A “cloudy” future for document capture

June 12October 20 KevinLeave a comment

The most important and relevant data in the cloud is your organizations intellectual property and an effective document capture strategy can contribute greatly to providing quick and accurate access to information.

Hearing a phrase such as “cloudy future” immediately conjures up bad thoughts and gloom-and-doom scenarios.

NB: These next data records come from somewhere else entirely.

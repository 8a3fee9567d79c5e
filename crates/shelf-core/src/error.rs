use thiserror::Error;

/// Core error types for Shelf store operations.
///
/// Every fallible store operation returns one of these as a typed result;
/// nothing in the store panics on caller input. Internal invariant
/// violations (a colliding generated id, a non-positive id slipping past
/// construction) are bugs, checked with `debug_assert!` at the site rather
/// than surfaced here.
#[derive(Debug, Error)]
pub enum StoreError {
    /// The requested record does not exist.
    #[error("{resource_type} not found: {id}")]
    NotFound {
        /// The schema's resource type name (e.g. "todo").
        resource_type: String,
        /// The id that was looked up.
        id: u64,
    },

    /// The payload failed schema validation; the store was not mutated.
    #[error("{message}")]
    Validation {
        /// Description of what failed (e.g. "task is required").
        message: String,
    },

    /// Seed data carried an id that is already taken.
    #[error("{resource_type} id already exists: {id}")]
    Conflict {
        /// The schema's resource type name.
        resource_type: String,
        /// The duplicated id.
        id: u64,
    },
}

impl StoreError {
    /// Creates a new `NotFound` error.
    #[must_use]
    pub fn not_found(resource_type: impl Into<String>, id: u64) -> Self {
        Self::NotFound {
            resource_type: resource_type.into(),
            id,
        }
    }

    /// Creates a new `Validation` error.
    #[must_use]
    pub fn validation(message: impl Into<String>) -> Self {
        Self::Validation {
            message: message.into(),
        }
    }

    /// Creates a new `Conflict` error.
    #[must_use]
    pub fn conflict(resource_type: impl Into<String>, id: u64) -> Self {
        Self::Conflict {
            resource_type: resource_type.into(),
            id,
        }
    }

    /// Check if this error is caller-fixable (4xx category).
    pub fn is_client_error(&self) -> bool {
        matches!(
            self,
            Self::NotFound { .. } | Self::Validation { .. } | Self::Conflict { .. }
        )
    }

    /// Get error category for logging/monitoring.
    pub fn category(&self) -> ErrorCategory {
        match self {
            Self::NotFound { .. } => ErrorCategory::NotFound,
            Self::Validation { .. } => ErrorCategory::Validation,
            Self::Conflict { .. } => ErrorCategory::Conflict,
        }
    }
}

/// Error categories for monitoring and classification.
#[derive(Debug, Clone, Copy, PartialEq, Eq)]
pub enum ErrorCategory {
    Validation,
    NotFound,
    Conflict,
}

impl std::fmt::Display for ErrorCategory {
    fn fmt(&self, f: &mut std::fmt::Formatter<'_>) -> std::fmt::Result {
        match self {
            Self::Validation => write!(f, "validation"),
            Self::NotFound => write!(f, "not_found"),
            Self::Conflict => write!(f, "conflict"),
        }
    }
}

/// Convenience result type for store operations.
pub type Result<T> = std::result::Result<T, StoreError>;

#[cfg(test)]
mod tests {
    use super::*;

    #[test]
    fn test_not_found_error() {
        let err = StoreError::not_found("todo", 7);
        assert_eq!(err.to_string(), "todo not found: 7");
        assert!(err.is_client_error());
        assert_eq!(err.category(), ErrorCategory::NotFound);
    }

    #[test]
    fn test_validation_error() {
        let err = StoreError::validation("task is required");
        assert_eq!(err.to_string(), "task is required");
        assert!(err.is_client_error());
        assert_eq!(err.category(), ErrorCategory::Validation);
    }

    #[test]
    fn test_conflict_error() {
        let err = StoreError::conflict("todo", 2);
        assert_eq!(err.to_string(), "todo id already exists: 2");
        assert_eq!(err.category(), ErrorCategory::Conflict);
    }

    #[test]
    fn test_error_categories_display() {
        assert_eq!(ErrorCategory::Validation.to_string(), "validation");
        assert_eq!(ErrorCategory::NotFound.to_string(), "not_found");
        assert_eq!(ErrorCategory::Conflict.to_string(), "conflict");
    }

    #[test]
    fn test_error_debug_format() {
        let err = StoreError::validation("empty body");
        let debug_str = format!("{err:?}");
        assert!(debug_str.contains("Validation"));
        assert!(debug_str.contains("empty body"));
    }

    #[test]
    fn test_result_type_usage() {
        fn lookup(found: bool) -> Result<u64> {
            if found {
                Ok(1)
            } else {
                Err(StoreError::not_found("todo", 1))
            }
        }

        assert!(lookup(true).is_ok());
        assert!(lookup(false).is_err());
    }
}
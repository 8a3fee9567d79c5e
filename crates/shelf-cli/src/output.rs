use colored::Colorize;
use serde_json::Value;
use shelf_api::StatusCode;

use crate::cli::OutputFormat;

/// Prints one operation outcome: status code, then the JSON body.
pub fn print_response(status: StatusCode, body: &Value, format: OutputFormat) {
    let code = status.as_u16().to_string();
    let code = if status.is_success() {
        code.green()
    } else {
        code.red()
    };
    match format {
        OutputFormat::Json => println!("{code} {body}"),
        OutputFormat::Pretty => {
            println!("{code}");
            println!(
                "{}",
                serde_json::to_string_pretty(body).unwrap_or_else(|_| body.to_string())
            );
        }
    }
}

pub fn print_value(value: &Value, format: OutputFormat) {
    match format {
        OutputFormat::Json => println!("{value}"),
        OutputFormat::Pretty => println!(
            "{}",
            serde_json::to_string_pretty(value).unwrap_or_else(|_| value.to_string())
        ),
    }
}

pub fn print_error(msg: &str) {
    eprintln!("{} {}", "✗".red(), msg);
}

However, in the case of document capture “cloud computing” is bringing extremely positive change. In this post I would like to break down the basic components of “cloud computing” and explain how document capture into “the cloud” is appealing for several reasons including scalability, interoperability and usability. Simply put, the “cloud” = Infrastructure + Content + Users. Using cloud computing is not magical or mysterious, yet it is a topic of great discussion and, might I say, confusing. Accessing data “in the cloud” is not too unusual from what most of us do every day; E-mail, accessing web sites or even contributing scanned images to an ECM system. While I don’t want to dive too deep into the general benefits and appeal of cloud computing, in each of the sections below I hope to describe a unique way in which utilizing the cloud as it relates to document capture and ECM can be beneficial for organizations of all sizes.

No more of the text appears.